Deep Ellum Blues History Event: At last, The Deep Ellum Association hosts an event that recognizes the true historical greatness the neighborhood can claim. That is, as a national mecca for the greatest American blues artists around in the '20s and '30s, the men and women who pioneered any and every popular music form you now enjoy - rock n' roll, heavy metal, country and western, folk, even the so-called "alternative" bands, many of whom are reaching backwards to their raw blues roots like no muscial scene has in decades. We're talking, of course, about the blues, a sound no other country on the face of the earth can match. This is where the Deep Ellum Blues History Event will take you, with lots of period music form greats like Blind Lemon Jefferson, Bill Neely, and Heat Wave Swing. In addition, there's an authentic "soul f>ood" buffet, a talk by writer and historian Jay F. Brakefield, a personal testimony from a handful of folks who lived and performed during the musical heyday, and a live performance by 72-year-old blues master Big Al Dupree. The party kicks off at 6 p.m. at the Blind Lemon, 2805 Main. Admission is a $5 donation to the Deep Ellum Association. For info call 748-4332.
Celebrate Plano '95: What, Dallasites may be wondering, is there to celebrate about Plano, the land of housing developments and non-violent public schools? Apparently quite a bit, if you judge from the massive 10-day event herewith to be know as Celebrate Plano '95. More than 135 evetns will take place during this time span, with 50 of them charging no admission. Most of them will take place within a three-mile radius of historic downtown Plano. The freebies and the pay events are too detailed to describe here, but you get a wide roster of live acts that includes swing, country and western, Tejano, and European folk, as well as a film festival that features local talents, live theatrical performances, street dances, poetry readings, visual arts shows, and a lot more. Celebrate Plano '95 opens the celebration today at 5 p.m. at Haggard Park on H Avenue between 15th and 16th streets, followed at 7 p.m. by a "people's procession" to the Municipal Center at K Avenue and 15th. For tickets or more information call 520-ARTS.
State Fair of Texas: What can you say about the State Fair of Texas except that anyone who's grown up in North Texas knows to time the arrival of autumn by its opening - even if they haven't actually attended the thing in years. The State Fair of Texas is the place where the free food samples are never as good as the previous year; where the wirebound livestock pens always smelll the same and let you know you're near the Midway; where awful junk food like cotton candy, Pink Things, and corny dogs is the staple diet; where you can collect plastic bags full of free auto company pam>phlets and be serenaded by the glittery-gowned runway models who stand beside cars atop revolving platforms; where you will see many people vomit not from alcohol or drugs, but from the combined experience of overpriced fried food and rides that are too fast.
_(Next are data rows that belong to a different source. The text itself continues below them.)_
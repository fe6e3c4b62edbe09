use crate::error::ScanError;
use crate::parser::{Contract, Function};
use serde::{Deserialize, Serialize};
use std::fmt;
use std::str::FromStr;

pub mod cross_function;
pub mod delegatecall;
pub mod external_call_in_loop;
pub mod missing_guard;
pub mod state_change_after_call;

#[derive(Debug, Clone, Copy, PartialEq, Eq, PartialOrd, Ord, Serialize, Deserialize, Hash)]
#[serde(rename_all = "lowercase")]
pub enum Severity {
    Info,
    Low,
    Medium,
    High,
    Critical,
}

impl Severity {
    pub fn as_str(&self) -> &'static str {
        match self {
            Severity::Critical => "Critical",
            Severity::High => "High",
            Severity::Medium => "Medium",
            Severity::Low => "Low",
            Severity::Info => "Info",
        }
    }

    pub fn all() -> [Severity; 5] {
        [
            Severity::Critical,
            Severity::High,
            Severity::Medium,
            Severity::Low,
            Severity::Info,
        ]
    }
}

impl fmt::Display for Severity {
    fn fmt(&self, f: &mut fmt::Formatter<'_>) -> fmt::Result {
        f.write_str(self.as_str())
    }
}

impl FromStr for Severity {
    type Err = ScanError;

    fn from_str(s: &str) -> Result<Self, Self::Err> {
        match s.to_ascii_lowercase().as_str() {
            "info" => Ok(Severity::Info),
            "low" => Ok(Severity::Low),
            "medium" => Ok(Severity::Medium),
            "high" => Ok(Severity::High),
            "critical" => Ok(Severity::Critical),
            other => Err(ScanError::config_error(format!("Unknown severity level: {}", other))),
        }
    }
}

#[derive(Debug, Clone, Copy, PartialEq, Eq, PartialOrd, Ord, Serialize, Deserialize, Hash)]
#[serde(rename_all = "lowercase")]
pub enum Confidence {
    Low,
    Medium,
    High,
}

impl Confidence {
    pub fn as_str(&self) -> &'static str {
        match self {
            Confidence::High => "high",
            Confidence::Medium => "medium",
            Confidence::Low => "low",
        }
    }

    /// One step less certain; `Low` stays `Low`.
    pub fn downgrade(self) -> Self {
        match self {
            Confidence::High => Confidence::Medium,
            _ => Confidence::Low,
        }
    }
}

impl fmt::Display for Confidence {
    fn fmt(&self, f: &mut fmt::Formatter<'_>) -> fmt::Result {
        f.write_str(self.as_str())
    }
}

/// Identifier of one of the five re-entrancy patterns.
#[derive(Debug, Clone, Copy, PartialEq, Eq, PartialOrd, Ord, Serialize, Deserialize, Hash)]
#[serde(rename_all = "snake_case")]
pub enum PatternId {
    StateChangeAfterCall,
    ExternalCallInLoop,
    DelegatecallUsage,
    MissingReentrancyGuard,
    CrossFunctionReentrancy,
}

impl PatternId {
    pub fn as_str(&self) -> &'static str {
        match self {
            PatternId::StateChangeAfterCall => "state_change_after_call",
            PatternId::ExternalCallInLoop => "external_call_in_loop",
            PatternId::DelegatecallUsage => "delegatecall_usage",
            PatternId::MissingReentrancyGuard => "missing_reentrancy_guard",
            PatternId::CrossFunctionReentrancy => "cross_function_reentrancy",
        }
    }

    pub fn all() -> [PatternId; 5] {
        [
            PatternId::StateChangeAfterCall,
            PatternId::ExternalCallInLoop,
            PatternId::DelegatecallUsage,
            PatternId::MissingReentrancyGuard,
            PatternId::CrossFunctionReentrancy,
        ]
    }
}

impl fmt::Display for PatternId {
    fn fmt(&self, f: &mut fmt::Formatter<'_>) -> fmt::Result {
        f.write_str(self.as_str())
    }
}

impl FromStr for PatternId {
    type Err = ScanError;

    fn from_str(s: &str) -> Result<Self, Self::Err> {
        let wanted = s.trim().replace('-', "_").to_ascii_lowercase();
        PatternId::all()
            .into_iter()
            .find(|p| p.as_str() == wanted)
            .ok_or_else(|| ScanError::config_error(format!("Unknown detector: {}", s)))
    }
}

#[derive(Debug, Clone, PartialEq, Eq, Serialize, Deserialize)]
pub struct Reference {
    pub title: String,
    pub url: String,
}

impl Reference {
    pub fn new(title: impl Into<String>, url: impl Into<String>) -> Self {
        Self {
            title: title.into(),
            url: url.into(),
        }
    }
}

pub fn swc_107() -> Reference {
    Reference::new("SWC-107: Reentrancy", "https://swcregistry.io/docs/SWC-107")
}

#[derive(Debug, Clone, PartialEq, Eq, Serialize, Deserialize)]
pub struct Finding {
    pub pattern: PatternId,
    pub severity: Severity,
    pub confidence: Confidence,
    pub title: String,
    pub file_path: String,
    pub contract: String,
    pub function: String,
    pub line: usize,
    pub supporting_lines: Vec<usize>,
    pub variable: Option<String>,
    pub related_function: Option<String>,
    pub description: String,
    pub remediation: String,
    pub code_snippet: String,
    pub references: Vec<Reference>,
    pub cwe_ids: Vec<u32>,
    pub fingerprint: String,
}

impl Finding {
    #[allow(clippy::too_many_arguments)]
    pub fn new(
        pattern: PatternId,
        severity: Severity,
        confidence: Confidence,
        title: impl Into<String>,
        description: impl Into<String>,
        contract: &Contract,
        function: &Function,
        line: usize,
        remediation: impl Into<String>,
    ) -> Self {
        let mut finding = Self {
            pattern,
            severity,
            confidence,
            title: title.into(),
            file_path: String::new(),
            contract: contract.name.clone(),
            function: function.name.clone(),
            line,
            supporting_lines: Vec::new(),
            variable: None,
            related_function: None,
            description: description.into(),
            remediation: remediation.into(),
            code_snippet: String::new(),
            references: Vec::new(),
            cwe_ids: Vec::new(),
            fingerprint: String::new(),
        };
        finding.fingerprint = finding.generate_fingerprint();
        finding
    }

    pub fn with_supporting_lines(mut self, lines: Vec<usize>) -> Self {
        self.supporting_lines = lines;
        self.fingerprint = self.generate_fingerprint();
        self
    }

    pub fn with_variable(mut self, variable: impl Into<String>) -> Self {
        self.variable = Some(variable.into());
        self.fingerprint = self.generate_fingerprint();
        self
    }

    pub fn with_related_function(mut self, function: impl Into<String>) -> Self {
        self.related_function = Some(function.into());
        self
    }

    pub fn with_cwe(mut self, cwe_ids: Vec<u32>) -> Self {
        self.cwe_ids = cwe_ids;
        self
    }

    pub fn with_references(mut self, references: Vec<Reference>) -> Self {
        self.references = references;
        self
    }

    /// Attaches the file path and snippet; done by the engine once detectors return.
    pub fn with_location(mut self, file_path: impl Into<String>, code_snippet: impl Into<String>) -> Self {
        self.file_path = file_path.into();
        self.code_snippet = code_snippet.into();
        self
    }

    /// Every line this finding cites, primary first.
    pub fn cited_lines(&self) -> impl Iterator<Item = usize> + '_ {
        std::iter::once(self.line).chain(self.supporting_lines.iter().copied())
    }

    fn generate_fingerprint(&self) -> String {
        use sha2::{Digest, Sha256};
        let supporting = self
            .supporting_lines
            .iter()
            .map(|l| l.to_string())
            .collect::<Vec<_>>()
            .join(",");
        let input = format!(
            "{}:{}:{}:{}:{}:{}",
            self.pattern.as_str(),
            self.contract,
            self.function,
            self.line,
            supporting,
            self.variable.as_deref().unwrap_or("")
        );
        let mut hasher = Sha256::new();
        hasher.update(input.as_bytes());
        format!("{:x}", hasher.finalize())
    }
}

/// A single re-entrancy analysis over the source model.
///
/// Per-function detectors override `check_function`; whole-contract detectors
/// override `check_contract`. Detectors only read the model.
pub trait Detector: Send + Sync {
    fn pattern(&self) -> PatternId;
    fn description(&self) -> &'static str;
    fn default_severity(&self) -> Severity;

    fn name(&self) -> &'static str {
        self.pattern().as_str()
    }

    fn check_function(&self, _contract: &Contract, _function: &Function) -> Vec<Finding> {
        Vec::new()
    }

    fn check_contract(&self, _contract: &Contract) -> Vec<Finding> {
        Vec::new()
    }
}

pub struct DetectorRegistry {
    detectors: Vec<Box<dyn Detector>>,
}

#[derive(Debug, Clone)]
pub struct DetectorInfo {
    pub name: &'static str,
    pub description: &'static str,
    pub default_severity: Severity,
}

impl DetectorRegistry {
    pub fn new() -> Self {
        let mut registry = Self {
            detectors: Vec::new(),
        };

        registry.register(Box::new(state_change_after_call::StateChangeAfterCallDetector::new()));
        registry.register(Box::new(external_call_in_loop::ExternalCallInLoopDetector::new()));
        registry.register(Box::new(delegatecall::DelegatecallDetector::new()));
        registry.register(Box::new(missing_guard::MissingGuardDetector::new()));
        registry.register(Box::new(cross_function::CrossFunctionDetector::new()));

        registry
    }

    fn register(&mut self, detector: Box<dyn Detector>) {
        self.detectors.retain(|d| d.pattern() != detector.pattern());
        self.detectors.push(detector);
    }

    pub fn get_detector(&self, pattern: PatternId) -> Option<&dyn Detector> {
        self.detectors
            .iter()
            .find(|d| d.pattern() == pattern)
            .map(|d| d.as_ref())
    }

    pub fn get_all_detectors(&self) -> Vec<&dyn Detector> {
        self.detectors.iter().map(|d| d.as_ref()).collect()
    }

    /// Detectors in registration order; an empty include list means all.
    pub fn get_selected_detectors(&self, include_list: &[PatternId], exclude_list: &[PatternId]) -> Vec<&dyn Detector> {
        self.detectors
            .iter()
            .filter(|d| {
                let included = include_list.is_empty() || include_list.contains(&d.pattern());
                let not_excluded = !exclude_list.contains(&d.pattern());
                included && not_excluded
            })
            .map(|d| d.as_ref())
            .collect()
    }

    pub fn list_available_detectors(&self) -> Vec<&'static str> {
        self.detectors.iter().map(|d| d.name()).collect()
    }

    pub fn detector_count(&self) -> usize {
        self.detectors.len()
    }

    pub fn get_detector_info(&self, pattern: PatternId) -> Option<DetectorInfo> {
        self.get_detector(pattern).map(|detector| DetectorInfo {
            name: detector.name(),
            description: detector.description(),
            default_severity: detector.default_severity(),
        })
    }
}

impl Default for DetectorRegistry {
    fn default() -> Self {
        Self::new()
    }
}

#[cfg(test)]
pub(crate) mod test_support {
    use crate::parser::{Contract, SolidityParser};

    pub fn contract(source: &str) -> Contract {
        let mut contracts = SolidityParser::parse(source).expect("test source should parse");
        contracts.remove(0)
    }
}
Those are the things we love about theState Fair. The new features include fireworks shows; equestrian demonstrations; historical reenactments; and free performances by headliners like Cheap Trick and Clint Black. The Fair is open every day September 29-October 22. Building hours are 10 a.m.-10 p.m. Tickets are $4-$8, with kids under 3 admitted free and senior over 60 free every Thursday. Charge for parking in Fair Park in $5. For info call 565-9931.
Cavalcade of Folk Art: For anyone who's decried the limited space available to The Webb Gallery in Waxahachie - the only venue space in the state of Texas dedicated to so-called "self-taught" artists - they can now celebrate a historic moment fo an institution that wishes to salvage lost history. Last summer, The Webb Gallery began the process if moving into a historic building in downtown Waxahachie that offers them 5,000 square feet of gallery space. The inagural exhibit in the new space has been rather generically titled Cavalcade of Folk Art. There are three artists represented in this show, all of whom tap into spiritual traditions. Virginia sculptor Robert Howell started decorating his land with sculptures of animals and various abstract wind-powered designs based on materials he discovered around him. Baltimore Glassman works on any glass surfaces he can find, although he'll work with wood and canvas in his attempts to get his word-messages across. Louisiana-born artist Chuckie, labeled "developmentally delayed" by the state, has created hundreds of paintings and other works in his lifetime. The Webb Gallery is open Saturdays & Sundays, 1-5 p.m. and by appointment at 209-211 W. Franklin in Waxahachie. It's free Call (214) 938-8085.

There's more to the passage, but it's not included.